“I’d be just as happy if you killed the stupid bastard,” he said to me, half in jest. I appealed to the better half.
“Tell Ross you want back on the case. Tell him you don’t give a crap who killed whom, that you’re a cop and this is what you do and if he thinks you won’t approach the investigation with perfect objectivity and respect for the rule of law, he doesn’t know who you are.”
It’s very hard to hide what you’re thinking when you’re only a few feet away in a tiny windowless room, even allowing for the artificial fog. From what I could see, Sullivan was thinking happier thoughts.
“Hard to argue with that,” he said.
“Tell Ross that Veckstrom will approach this with an assumption of my guilt. He won’t see anything or think anything that would interfere with that mind-set. Somebody besides me has to be open to alternative possibilities. Ross is a good man. He’s fair. Even if he wants to fry my ass, he won’t fight it.”

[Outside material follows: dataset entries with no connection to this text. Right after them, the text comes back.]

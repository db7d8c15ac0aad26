use std::path::{Path, PathBuf};

use thiserror::Error;

use crate::selection::Budget;

pub const DEFAULT_EXTENSIONS: &[&str] = &[
    ".rs", ".py", ".js", ".ts", ".go", ".java", ".c", ".h", ".cpp", ".hpp", ".rb", ".sh", ".toml",
];

pub const DEFAULT_IGNORES: &[&str] = &[
    ".git",
    "target",
    "node_modules",
    "__pycache__",
    ".venv",
    "venv",
    "dist",
    "build",
    ".idea",
    ".vscode",
];

pub const DEFAULT_README_CANDIDATES: &[&str] = &["README.md", "README.rst", "README.txt", "README"];

pub const DEFAULT_MIN_CONTENT_LENGTH: usize = 50;

pub const DEFAULT_CONCURRENCY: usize = 4;

/// Invalid or missing required configuration. The only error class that
/// aborts a run, and it does so before any tree work begins.
#[derive(Debug, Error)]
pub enum ConfigError {
    #[error("root directory {} does not exist or is not a directory", .0.display())]
    InvalidRoot(PathBuf),
}

/// One run's configuration, threaded explicitly into every entry point.
#[derive(Debug, Clone)]
pub struct TaleConfig {
    root: PathBuf,
    pub allowed_extensions: Vec<String>,
    pub ignore_patterns: Vec<String>,
    pub filter_folders: Vec<String>,
    pub global_budget: Option<usize>,
    pub per_file_budget: Option<usize>,
    pub dry_run: bool,
    pub min_content_length: usize,
    pub max_concurrency: usize,
    pub model: Option<String>,
    pub readme_candidates: Vec<String>,
}

impl TaleConfig {
    pub fn new(root: impl Into<PathBuf>) -> Result<Self, ConfigError> {
        let root = root.into();
        if !root.is_dir() {
            return Err(ConfigError::InvalidRoot(root));
        }
        Ok(Self {
            root,
            allowed_extensions: DEFAULT_EXTENSIONS.iter().map(|s| s.to_string()).collect(),
            ignore_patterns: DEFAULT_IGNORES.iter().map(|s| s.to_string()).collect(),
            filter_folders: Vec::new(),
            global_budget: None,
            per_file_budget: None,
            dry_run: false,
            min_content_length: DEFAULT_MIN_CONTENT_LENGTH,
            max_concurrency: DEFAULT_CONCURRENCY,
            model: None,
            readme_candidates: DEFAULT_README_CANDIDATES
                .iter()
                .map(|s| s.to_string())
                .collect(),
        })
    }

    pub fn root(&self) -> &Path {
        &self.root
    }

    pub fn budget(&self) -> Budget {
        Budget {
            global: self.global_budget,
            per_file: self.per_file_budget,
        }
    }

    /// Replace the extension allow-list. An empty list keeps the defaults.
    pub fn with_extensions(mut self, extensions: Vec<String>) -> Self {
        if !extensions.is_empty() {
            self.allowed_extensions = extensions;
        }
        self
    }

    /// Add ignore patterns on top of the defaults.
    pub fn exclude(mut self, patterns: Vec<String>) -> Self {
        self.ignore_patterns.extend(patterns);
        self
    }

    pub fn with_filter_folders(mut self, folders: Vec<String>) -> Self {
        self.filter_folders = folders;
        self
    }

    pub fn with_budgets(mut self, global: Option<usize>, per_file: Option<usize>) -> Self {
        self.global_budget = global;
        self.per_file_budget = per_file;
        self
    }

    pub fn with_dry_run(mut self, dry_run: bool) -> Self {
        self.dry_run = dry_run;
        self
    }

    pub fn with_min_content_length(mut self, min: usize) -> Self {
        self.min_content_length = min;
        self
    }

    pub fn with_concurrency(mut self, limit: usize) -> Self {
        self.max_concurrency = limit.max(1);
        self
    }

    pub fn with_model(mut self, model: Option<String>) -> Self {
        self.model = model;
        self
    }
}
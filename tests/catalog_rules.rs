use std::fs;
use std::path::Path;

use repotale::catalog::{FileCatalog, IgnoreMatcher};
use tempfile::tempdir;

fn write_file(root: &Path, rel: &str) {
    let path = root.join(rel);
    if let Some(parent) = path.parent() {
        fs::create_dir_all(parent).unwrap();
    }
    fs::write(path, "content").unwrap();
}

fn strings(values: &[&str]) -> Vec<String> {
    values.iter().map(|v| v.to_string()).collect()
}

#[test]
fn enumeration_applies_extension_allow_list() {
    let dir = tempdir().unwrap();
    write_file(dir.path(), "a.py");
    write_file(dir.path(), "b.js");
    write_file(dir.path(), "Makefile");

    let catalog = FileCatalog::new(dir.path(), &strings(&[".py"]), &[]).unwrap();

    assert_eq!(catalog.files(), vec!["a.py"]);
}

#[test]
fn allow_list_entries_work_with_or_without_the_dot() {
    let dir = tempdir().unwrap();
    write_file(dir.path(), "a.py");
    write_file(dir.path(), "b.rs");

    let catalog = FileCatalog::new(dir.path(), &strings(&["py", ".rs"]), &[]).unwrap();

    assert_eq!(catalog.files(), vec!["a.py", "b.rs"]);
}

#[test]
fn ignore_patterns_cover_nested_directories() {
    let dir = tempdir().unwrap();
    write_file(dir.path(), "a.py");
    write_file(dir.path(), "tests/t.py");
    write_file(dir.path(), "src/tests/u.py");
    write_file(dir.path(), "src/ok.py");

    let catalog =
        FileCatalog::new(dir.path(), &strings(&[".py"]), &strings(&["tests"])).unwrap();

    assert_eq!(catalog.files(), vec!["a.py", "src/ok.py"]);
}

#[test]
fn enumeration_order_is_deterministic_and_sorted() {
    let dir = tempdir().unwrap();
    write_file(dir.path(), "z.py");
    write_file(dir.path(), "a.py");
    write_file(dir.path(), "lib/m.py");

    let catalog = FileCatalog::new(dir.path(), &strings(&[".py"]), &[]).unwrap();

    let first = catalog.files();
    let second = catalog.files();
    assert_eq!(first, second);
    assert_eq!(first, vec!["a.py", "lib/m.py", "z.py"]);
}

#[test]
fn invalid_pattern_is_rejected_at_construction() {
    let dir = tempdir().unwrap();

    let result = FileCatalog::new(dir.path(), &strings(&[".py"]), &strings(&["["]));

    assert!(result.is_err());
}

#[test]
fn matcher_ignores_a_path_and_everything_under_it() {
    let matcher = IgnoreMatcher::new(&strings(&["vendor"])).unwrap();

    assert!(matcher.is_match("vendor"));
    assert!(matcher.is_match("vendor/lib.py"));
    assert!(matcher.is_match("src/vendor/lib.py"));
    assert!(!matcher.is_match("src/vendored.py"));
}
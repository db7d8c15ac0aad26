use std::fs;
use std::process::Command;

use repotale::effort::{parse_effort, EffortMap, GitEffort};
use tempfile::tempdir;

#[test]
fn parses_dot_padded_rows() {
    let output = "file commits days\n\
                  src/file1.py..... 10 2\n\
                  src/file2.py..... 5 1";

    let effort = parse_effort(output);

    assert_eq!(effort.len(), 2);
    assert_eq!(effort.get("src/file1.py"), 10);
    assert_eq!(effort.get("src/file2.py"), 5);
}

#[test]
fn header_rows_are_skipped() {
    let output = "file commits days\nMakefile........ 3 1";

    let effort = parse_effort(output);

    assert_eq!(effort.len(), 1);
    assert_eq!(effort.get("Makefile"), 3);
    assert_eq!(effort.get("file"), 0);
}

#[test]
fn unparsable_commit_count_scores_one() {
    let output = "src/file1.py..... dog 2\nsrc/file2.py..... 5 1";

    let effort = parse_effort(output);

    assert_eq!(effort.get("src/file1.py"), 1);
    assert_eq!(effort.get("src/file2.py"), 5);
}

#[test]
fn empty_output_parses_to_empty_map() {
    let effort = parse_effort("");
    assert!(effort.is_empty());
}

#[test]
fn missing_entries_read_as_zero() {
    let mut effort = EffortMap::new();
    effort.insert("src/known.rs", 4);

    assert_eq!(effort.get("src/known.rs"), 4);
    assert_eq!(effort.get("src/unknown.rs"), 0);
}

#[tokio::test]
async fn effort_from_a_real_repository() {
    if Command::new("git").arg("--version").output().is_err() {
        return; // no git on this machine, nothing to exercise
    }

    let dir = tempdir().unwrap();
    let git = |args: &[&str]| {
        let status = Command::new("git")
            .args([
                "-c",
                "user.email=test@example.com",
                "-c",
                "user.name=test",
            ])
            .args(args)
            .current_dir(dir.path())
            .status()
            .unwrap();
        assert!(status.success(), "git {args:?} failed");
    };

    git(&["init", "-q"]);
    fs::write(dir.path().join("touched.rs"), "fn a() {}").unwrap();
    git(&["add", "."]);
    git(&["commit", "-q", "-m", "one"]);
    fs::write(dir.path().join("touched.rs"), "fn a() {}\nfn b() {}").unwrap();
    git(&["add", "."]);
    git(&["commit", "-q", "-m", "two"]);

    let source = GitEffort::new(dir.path());
    let effort = source.effort().await.unwrap();
    assert!(effort.get("touched.rs") >= 2);

    let commits = source.commit_count().await.unwrap();
    assert_eq!(commits, 2);
}

#[test]
fn bump_accumulates_occurrences() {
    let mut effort = EffortMap::new();
    effort.bump("src/a.rs");
    effort.bump("src/a.rs");
    effort.bump("src/b.rs");

    assert_eq!(effort.get("src/a.rs"), 2);
    assert_eq!(effort.get("src/b.rs"), 1);
}
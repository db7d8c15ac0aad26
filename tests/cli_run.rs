use std::fs;

use assert_cmd::Command;
use predicates::prelude::*;
use tempfile::TempDir;

const CODE: &str = "fn main() {\n    println!(\"a file large enough to pass the length gate\");\n}\n";

#[allow(deprecated)]
fn repotale_cmd() -> Command {
    Command::cargo_bin("repotale").expect("failed to find repotale binary")
}

fn project_fixture() -> TempDir {
    let dir = TempDir::new().expect("failed to create temp dir");
    fs::create_dir_all(dir.path().join("src")).unwrap();
    fs::write(dir.path().join("src/main.rs"), CODE).unwrap();
    fs::write(dir.path().join("src/lib.rs"), CODE).unwrap();
    dir
}

#[test]
fn help_describes_the_surface() {
    repotale_cmd()
        .arg("--help")
        .assert()
        .success()
        .stdout(predicate::str::contains("Repository root to document"))
        .stdout(predicate::str::contains("--max-tokens"))
        .stdout(predicate::str::contains("--dry-run"));
}

#[test]
fn dry_run_renders_the_tree_without_a_model() {
    let dir = project_fixture();

    repotale_cmd()
        .arg(dir.path())
        .arg("--dry-run")
        .assert()
        .success()
        .stdout(predicate::str::contains("(project): "))
        .stdout(predicate::str::contains("src (folder): "))
        .stdout(predicate::str::contains("main.rs (file): "));
}

#[test]
fn dry_run_json_emits_a_report() {
    let dir = project_fixture();

    repotale_cmd()
        .arg(dir.path())
        .arg("--dry-run")
        .arg("--json")
        .assert()
        .success()
        .stdout(predicate::str::contains("\"kind\": \"project\""))
        .stdout(predicate::str::contains("\"files_selected\": 2"));
}

#[test]
fn output_flag_writes_the_tale_to_a_file() {
    let dir = project_fixture();
    let out = dir.path().join("tale.txt");

    repotale_cmd()
        .arg(dir.path())
        .arg("--dry-run")
        .arg("--output")
        .arg(&out)
        .assert()
        .success();

    let written = fs::read_to_string(&out).unwrap();
    assert!(written.contains("src (folder): "));
}

#[test]
fn zero_budget_selects_nothing_but_still_succeeds() {
    let dir = project_fixture();

    repotale_cmd()
        .arg(dir.path())
        .arg("--dry-run")
        .arg("--max-tokens")
        .arg("0")
        .assert()
        .success()
        .stdout(predicate::str::contains("(project): "))
        .stdout(predicate::str::contains("src").not());
}

#[test]
fn invalid_root_is_a_configuration_failure() {
    repotale_cmd()
        .arg("/no/such/directory/for/repotale")
        .arg("--dry-run")
        .assert()
        .failure();
}

#[test]
fn invalid_ignore_pattern_is_a_configuration_failure() {
    let dir = project_fixture();

    repotale_cmd()
        .arg(dir.path())
        .arg("--dry-run")
        .arg("--exclude")
        .arg("[")
        .assert()
        .failure();
}
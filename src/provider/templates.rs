//! Prompt scaffolding for the command-backed provider.

use super::SummaryRequest;

pub const SYSTEM_PROMPT: &str = "You are a senior engineer documenting a codebase. \
Answer with the summary text only, no preamble and no markdown fences.";

/// Render a request into the prompt sent to the model.
pub fn render(request: &SummaryRequest) -> String {
    match request {
        SummaryRequest::File { name, content } => format!(
            "Summarize the purpose and functionality of this source file in at \
most three sentences.\n\nFile: {name}\n<<<\n{content}\n>>>"
        ),
        SummaryRequest::Folder { name, summaries } => {
            let mut prompt = format!(
                "The following summaries describe the files inside the folder \
`{name}`. Write one concise sentence describing the folder's primary purpose.\n"
            );
            for summary in summaries {
                prompt.push_str("\n- ");
                prompt.push_str(summary);
            }
            prompt
        }
        SummaryRequest::Repository { name, folders, readme } => {
            let mut prompt = format!(
                "Write a short description of the repository `{name}`: one \
sentence stating its purpose, then a single paragraph describing how it works, \
based on the folder summaries below.\n"
            );
            for folder in folders {
                prompt.push_str(&format!("\n{}: {}", folder.name, folder.summary));
            }
            if !readme.is_empty() {
                prompt.push_str("\n\nExisting README:\n<<<\n");
                prompt.push_str(readme);
                prompt.push_str("\n>>>");
            }
            prompt
        }
    }
}
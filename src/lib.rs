//! Budget-aware hierarchical summarization engine for source repositories.
//!
//! `repotale` walks a source tree, ranks files by historical contribution
//! effort, selects the subset worth summarizing under a hard token budget,
//! and composes a Project → Folder → File summary tree bottom-up. Selection
//! is deterministic — identical inputs always produce identical selections.
//! Any single node's failure degrades to an absent child or an empty
//! description instead of aborting the run.
//!
//! See <https://github.com/repotale/repotale> for the CLI front end.

pub mod catalog;
pub mod config;
pub mod effort;
pub mod provider;
pub mod runner;
pub mod selection;
pub mod tale;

“He’s not big on backing down.”
“Neither are you.”
He wanted to say I was blowing smoke up his ass, but the sensation was too pleasant to mount an objection.
“Veckstrom’s not gonna like having the company,” said Sullivan. “He’s been in plainclothes for over ten years. Doesn’t like to share the big cases.”
“You call his clothes plain? Just tell Ross you want the freedom to poke around a little on your own. You won’t get in Veckstrom’s way.”
“Okay, let’s just say, theoretically, I’d be able to poke around, what exactly would I be poking into?” he asked.
“I want to know who Patrick is. Him and that crew of Robbie’s from Up Island. What’s their deal? They seem way too self-possessed.”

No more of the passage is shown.